On Aug. 30 the Racing Medication and Testing Consortium and National Thoroughbred Racing Association joined The Jockey Club and Thoroughbred Owners and Breeders Association in supporting the rules, which are scheduled to take effect when the Turfway Park meet begins Sept. 6.

The Interim Joint Committee on Licensing and Occupations found the regulations "deficient" after strong lobbying by the leadership of the Kentucky Horsemen's Benevolent and Protective Association. The regulations ban use of adjunct bleeder medications on race day; require regulatory administration of furosemide, also called Salix or Lasix; and lower the permitted level of phenylbutazone, which is known as Bute.

The regulations are among those developed and passed by the RMTC, and then made into model rules by the Association of Racing Commissioners International.

"The RMTC-recommended model rule on race-day medication was developed by the RMTC after thorough analysis of available scientific and veterinary data," RMTC chairman Dr. Robert Lewis said. "It was thoughtfully discussed and considered by all members and was approved by an overwhelming majority of the board of directors.

"Ultimately, the board determined that approving these regulations was imperative to protecting our equine athletes and furthering the RMTC's mission of strengthening the integrity of racing. Furthermore, each provision was already being successfully administered at one or more racing jurisdictions in North America when they were developed as a national uniform model rule."

"Adoption of these regulations by racing commissions is an important step for uniform rules, policies, and testing standards at the national level," RMTC executive director and chief operating officer Dr. Dionne Benson said. "The racing public and racing participants deserve a national uniform medication policy. We encourage Kentucky and all horse racing jurisdictions in the U.S. to adopt them."

The NTRA called on Kentucky to move forward.
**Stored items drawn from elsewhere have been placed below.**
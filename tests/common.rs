// ABOUTME: Shared test utilities and setup functions for integration tests
// ABOUTME: Provides common database, session, and seed-data helpers
//
// SPDX-License-Identifier: MIT OR Apache-2.0

#![allow(dead_code, missing_docs, clippy::unwrap_used)]

use anyhow::Result;
use ladle::{
    auth::SessionManager,
    config::environment::{CorsConfig, DatabaseConfig, ServerConfig},
    config::{DatabaseUrl, Environment, LogLevel},
    database::{Database, NewRecipe},
    models::{Cuisine, Recipe, User},
    server::ServerResources,
};
use std::sync::{Arc, Once};
use uuid::Uuid;

static INIT_LOGGER: Once = Once::new();

/// Initialize quiet logging for tests (call once per test process)
pub fn init_test_logging() {
    INIT_LOGGER.call_once(|| {
        let log_level = match std::env::var("TEST_LOG").as_deref() {
            Ok("TRACE") => tracing::Level::TRACE,
            Ok("DEBUG") => tracing::Level::DEBUG,
            Ok("INFO") => tracing::Level::INFO,
            _ => tracing::Level::WARN,
        };

        tracing_subscriber::fmt()
            .with_max_level(log_level)
            .with_test_writer()
            .init();
    });
}

/// Standard test database setup
pub async fn create_test_database() -> Result<Arc<Database>> {
    init_test_logging();
    let database = Arc::new(Database::new("sqlite::memory:").await?);
    Ok(database)
}

/// Configuration suitable for in-process route tests
pub fn create_test_config() -> ServerConfig {
    ServerConfig {
        http_port: 0,
        log_level: LogLevel::default(),
        environment: Environment::Testing,
        database: DatabaseConfig {
            url: DatabaseUrl::Memory,
        },
        cors: CorsConfig {
            allowed_origins: "*".to_owned(),
        },
        session_expiry_hours: 24,
        email: None,
    }
}

/// Full server resources over a fresh in-memory database
pub async fn create_test_resources() -> Result<(Arc<ServerResources>, Arc<Database>)> {
    init_test_logging();
    let database = Database::new("sqlite::memory:").await?;
    let resources = Arc::new(ServerResources::new(database, create_test_config()));
    Ok((resources.clone(), resources.database.clone()))
}

/// Create a user with a unique email
pub async fn seed_user(database: &Database) -> Result<User> {
    let user = User::new(format!("{}@example.com", Uuid::new_v4()), None);
    database.create_user(&user).await?;
    Ok(user)
}

/// Issue a session for a user, returning the plaintext token
pub async fn seed_session(database: &Arc<Database>, user_id: Uuid) -> Result<String> {
    let manager = SessionManager::new(database.clone(), 24);
    let token = manager.issue_session(user_id).await?;
    Ok(token)
}

/// Create a recipe with the given title and default classifications
pub async fn seed_recipe(database: &Database, title: &str) -> Result<Recipe> {
    let recipe = database
        .create_recipe(&NewRecipe {
            title: title.to_owned(),
            description: Some(format!("{title} description")),
            image_url: None,
            cooking_time_minutes: 30,
            difficulty: "easy".to_owned(),
            author_id: None,
            vegetarian: false,
            vegan: false,
            gluten_free: false,
            low_fodmap: false,
            fermented: false,
            pescatarian: false,
            instructions: Vec::new(),
        })
        .await?;
    Ok(recipe)
}

/// Create a cuisine with the given slug id
pub async fn seed_cuisine(database: &Database, id: &str, name: &str) -> Result<Cuisine> {
    let cuisine = Cuisine {
        id: id.to_owned(),
        name: name.to_owned(),
    };
    database.create_cuisine(&cuisine).await?;
    Ok(cuisine)
}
Democratic Gov. Steve Beshear can overrule the interim committee vote and allow the rules to take effect as scheduled; industry groups are lobbying him to do so.

"These rule changes have been developed with industry-wide input and are supported by national racing organizations representing owners and trainers, veterinarians, tracks, and regulators," NTRA chief executive officer Alex Waldrop said. "These important integrity measures need to be implemented by Kentucky and all other racing states now."